Imagínalo: una chica crece en Cuba con acceso limitado a la televisión, sin un mapa de la cultura pop que la guíe, y aun así sueña con la gran pantalla. Ese fue el comienzo imposible en La Habana de Ana de Armas. ¿Su primer gran salto? Presentarse a los 14 años a las audiciones de la Escuela Nacional de Teatro de Cuba: un inicio casi impensable para quien acabaría conquistando Hollywood.

A los 18 dio el segundo salto, mudándose a Madrid gracias a su ascendencia española. El éxito llegó rápido con la serie El Internado, pero aquel desvío madrileño pronto le quedó pequeño para la magnitud de su ambición. Fue un triunfo rotundo, sí, pero también solo un peldaño más.

Luego vino el salto más audaz de todos: Los Ángeles, en 2014. La apuesta era enorme. Llegó con un inglés muy limitado. No fue solo un cambio de carrera; fue un momento decisivo, de alto riesgo, que exigía una resiliencia absoluta.
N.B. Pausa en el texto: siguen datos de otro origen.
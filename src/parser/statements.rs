//! Statement parsing implementation
//!
//! This module handles parsing of every statement form:
//!
//! - Simple statements: expressions, assignments, `pass`, `break`, `continue`,
//!   `return`, `raise`, `global`, `nonlocal`, `del`, `assert`, imports
//! - Compound statements: `if`/`elif`/`else`, `while`, `for`, `try`, `def`
//! - Blocks: an indented suite or simple statements on the header line
//!
//! # Grammar
//!
//! ```text
//! statement    ::= compound_stmt | simple_stmts
//! simple_stmts ::= simple_stmt (';' simple_stmt)* [';'] NEWLINE
//! block        ::= NEWLINE INDENT statement+ DEDENT | simple_stmts
//! ```
//!
//! All parsing methods are implemented as `pub(crate)` methods on the [`Parser`] struct.

use crate::parser::ast::*;
use crate::parser::lexer::Token;
use crate::parser::parse::{ParseError, Parser};
use crate::parser::scope::analyze_scope;
use std::rc::Rc;
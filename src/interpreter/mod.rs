//! Tree-walking interpreter for the traced language
//!
//! This module provides the execution side of the sandbox:
//! - [`engine`]: The [`Interpreter`] itself, frames and name resolution
//! - [`statements`] / [`expressions`]: AST execution
//! - [`ops`]: Operator semantics over values
//! - [`builtins`], [`methods`], [`modules`], [`format`]: The standard library
//! - [`hook`]: Instrumentation interface the tracer plugs into
//! - [`terminal`]: Captured standard streams
//! - [`errors`]: Exceptions and tracebacks
//!
//! # Execution Model
//!
//! The interpreter walks the AST one statement at a time. Before each
//! statement it reports a `line` event to the hook; calls, returns and
//! exceptions are reported the same way. A hook may halt the run at any
//! event, in which case [`errors::RuntimeError::Halted`] unwinds every frame
//! without running `except` or `finally` blocks.

pub mod builtins;
pub mod engine;
pub mod errors;
pub mod expressions;
pub mod format;
pub mod hook;
pub mod methods;
pub mod modules;
pub mod ops;
pub mod statements;
pub mod terminal;

pub use engine::Interpreter;

/// File name of the user's program in frames and tracebacks
pub const USER_FILENAME: &str = "<user-code>";

/// File name of library code written in the traced language
pub const PRELUDE_FILENAME: &str = "<prelude>";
Tenía que aprender el idioma de Hollywood mientras intentaba abrirse paso en él. Ese es el nivel de entrega que marca la diferencia.

Su gran ruptura con el anonimato llegó por partida doble. Primero, Joi en Blade Runner 2049, donde mostró una profunda carga emocional; después, Marta Cabrera en Puñales por la espalda. Fue su momento mágico “Joi y Marta”: dejó de “aprender diálogos fonéticamente” y empezó a “hablar Hollywood” con fluidez. Marta fue el claro “ya llegué”, que le valió una nominación al Globo de Oro.

¿La consagración definitiva? Convertirse en Marilyn Monroe en Blonde. Esa nominación al Óscar a Mejor Actriz fue el punto culminante, la recompensa final y deslumbrante de un viaje que comenzó con una niña en La Habana y terminó con una actriz de talla mundial. La vida de Ana de Armas no es una línea recta; es una sucesión de saltos increíbles y, contra todo pronóstico, posibles.